Genebra - A produtividade do trabalhador brasileiro teve um crescimento insuficiente na última década para reduzir a pobreza no País. Segundo dados publicados ontem pela Organização Internacional do Trabalho (OIT), um brasileiro proporcionava em média US$ 13,2 mil por ano com seu trabalho em 1990. Em 2001, sua produtividade era de apenas US$ 14,2 mil por ano, inferior às taxas registradas em 1980, que mostravam um geração de PIB por trabalhador de US$ 14,8 mil.
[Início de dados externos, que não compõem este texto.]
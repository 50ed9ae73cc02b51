//! Non-blocking toast notifications.
//! Creates a `#toast-root` container once per page and appends toast divs that
//! are removed again after a few seconds.

use wasm_bindgen::{closure::Closure, JsCast, JsValue};
use web_sys::{Document, Element, HtmlElement};

use crate::notifier::NotifyKind;
use crate::warn_log;

const TOAST_LIFETIME_MS: i32 = 4000;

pub fn show(message: &str, kind: NotifyKind) {
    let Some(window) = web_sys::window() else { return };
    let Some(document) = window.document() else { return };

    if let Err(e) = try_show(&window, &document, message, kind) {
        warn_log!("toast failed ({:?}): {}", e, message);
    }
}

fn try_show(
    window: &web_sys::Window,
    document: &Document,
    message: &str,
    kind: NotifyKind,
) -> Result<(), JsValue> {
    ensure_styles(document)?;
    let root = ensure_root(document)?;

    let toast = document.create_element("div")?;
    toast.set_class_name("toast");
    let modifier = match kind {
        NotifyKind::Success => "toast-success",
        NotifyKind::Error => "toast-error",
    };
    toast.class_list().add_1(modifier)?;
    toast.set_text_content(Some(message));

    // Prepend so newest appears on top.
    root.prepend_with_node_1(&toast)?;

    let toast_el: HtmlElement = toast.unchecked_into();
    let cb = Closure::once_into_js(move || {
        toast_el.remove();
    });
    window.set_timeout_with_callback_and_timeout_and_arguments_0(
        cb.unchecked_ref(),
        TOAST_LIFETIME_MS,
    )?;
    Ok(())
}

fn ensure_root(document: &Document) -> Result<Element, JsValue> {
    if let Some(el) = document.get_element_by_id("toast-root") {
        return Ok(el);
    }
    let root = document.create_element("div")?;
    root.set_id("toast-root");
    root.set_class_name("toast-root");
    let body = document
        .body()
        .ok_or_else(|| JsValue::from_str("document has no body"))?;
    body.append_child(&root)?;
    Ok(root)
}

fn ensure_styles(document: &Document) -> Result<(), JsValue> {
    if document.get_element_by_id("toast-styles").is_some() {
        return Ok(());
    }

    let css = "
.toast-root{position:fixed;top:16px;right:16px;display:flex;flex-direction:column;gap:8px;z-index:9999;font-family:Arial,Helvetica,sans-serif}
.toast{padding:10px 16px;border-radius:4px;color:#fff;box-shadow:0 2px 4px rgba(0,0,0,.1);opacity:0;animation:toast-in .2s forwards}
.toast-success{background:#16a34a}
.toast-error{background:#dc2626}
@keyframes toast-in{to{opacity:1}}
";

    let style = document.create_element("style")?;
    style.set_id("toast-styles");
    style.set_text_content(Some(css));
    match document.query_selector("head")? {
        Some(head) => head.append_child(&style)?,
        None => document
            .body()
            .ok_or_else(|| JsValue::from_str("document has no body"))?
            .append_child(&style)?,
    };
    Ok(())
}
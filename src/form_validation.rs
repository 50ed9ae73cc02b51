//! Pre-submit checks for the token submission form.
//!
//! These mirror the server-side checks of the submission handler so the
//! user gets the same message without a round trip.  The first failing rule
//! wins.

use std::fmt;

use crate::token_fields::TokenMode;

/// Values read from the form at submit time.  Missing elements read as
/// empty strings / no file.
#[derive(Debug, Clone, PartialEq, Eq)]
pub struct FormSnapshot {
    pub token_mode: TokenMode,
    pub thread_id: String,
    pub sender_name: String,
    pub time_interval: String,
    pub access_token: String,
    pub has_message_file: bool,
    pub has_token_file: bool,
}

#[derive(Debug, Clone, Copy, PartialEq, Eq)]
pub enum FormError {
    MissingRequiredFields,
    MissingMessageFile,
    MissingTokenFile,
    MissingAccessToken,
}

impl fmt::Display for FormError {
    fn fmt(&self, f: &mut fmt::Formatter<'_>) -> fmt::Result {
        let msg = match self {
            FormError::MissingRequiredFields => "Please fill required fields.",
            FormError::MissingMessageFile => "Please upload a message file.",
            FormError::MissingTokenFile => "Token type is multi but no token file uploaded.",
            FormError::MissingAccessToken => "Please provide an access token.",
        };
        f.write_str(msg)
    }
}

pub fn validate(form: &FormSnapshot) -> Result<(), FormError> {
    let blank = |s: &str| s.trim().is_empty();

    if blank(&form.thread_id) || blank(&form.sender_name) || blank(&form.time_interval) {
        return Err(FormError::MissingRequiredFields);
    }
    if !form.has_message_file {
        return Err(FormError::MissingMessageFile);
    }
    match form.token_mode {
        TokenMode::Multi if !form.has_token_file => Err(FormError::MissingTokenFile),
        TokenMode::Single if blank(&form.access_token) => Err(FormError::MissingAccessToken),
        _ => Ok(()),
    }
}
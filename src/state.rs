use crate::constants::DEFAULT_LOG_LIMIT;
use crate::token_fields::TokenMode;

/// Mutable view-state of the panel.  Element handles and collaborators live
/// on `Panel`; this struct holds only what the reducer reads and writes.
#[derive(Debug, Clone, PartialEq)]
pub struct PanelState {
    // Sequence number of the most recently issued status request.  Responses
    // carrying an older number are stale and never rendered.
    pub status_seq: u64,
    // Number of action requests started and not yet completed.
    pub actions_in_flight: u32,
    // Last evaluated token mode (None until the form is mounted)
    pub token_mode: Option<TokenMode>,
    pub log_limit: usize,
}

impl PanelState {
    pub fn new(log_limit: usize) -> Self {
        Self {
            status_seq: 0,
            actions_in_flight: 0,
            token_mode: None,
            log_limit,
        }
    }

    /// Stamp a new status request and return its sequence number.
    pub fn next_status_seq(&mut self) -> u64 {
        self.status_seq = self.status_seq.wrapping_add(1);
        self.status_seq
    }

    pub fn is_latest_status(&self, seq: u64) -> bool {
        seq == self.status_seq
    }
}

impl Default for PanelState {
    fn default() -> Self {
        Self::new(DEFAULT_LOG_LIMIT)
    }
}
Mas em pelo menos um setor o Brasil apresentou índices recordes. O trabalho na agricultura nacional teve um aumento de produtividade de 65,3% nos últimos dez anos. Mesmo assim, o setor não conseguiu criar postos de emprego de forma suficiente para diminuir a pobreza no campo. Segundo a OIT, o número de empregos no campo caiu 14,9% entre 1993 e 2001. Para a autora do relatório, Dorothy Schmidt, esse fenômeno se explica pela concentração de investimentos no agronegócio, e não na agricultura familiar. ''Os países não se utilizam de seus setores agrícolas como poderiam e se esquecem da questão da pobreza'', afirma a especialista.
Na avaliação de Schmidt, a agricultura como fonte de postos de trabalho está sendo negligenciada na América Latina. Ela ainda aponta que, sem uma reforma agrária e investimentos em infra-estrutura, os ganhos na produtividade não conseguirão ser traduzidos para a parcela mais pobre da população rural. ''A produtividade pode estar aumentando, mas sem uma reforma agrária esse crescimento não chegará aos pobres'', afirma.
A aposta da OIT na agricultura como forma de combater a pobreza tem um motivo: 75% dos pobres estão no setor rural no mundo, que emprega 40% da população dos países emergentes. No caso do Brasil, o cenário é diferente e apenas 20% da população está no campo. Mesmo assim, a OIT estima que é no campo que a maior parte da parcela pobre da população está vivendo.
Outra sugestão da OIT é a de reforçar o papel das pequenas e médias empresas, que em alguns países empregam mais de 60% dos trabalhadores. O setor de serviços também é apontado como uma saída para a questão do trabalho.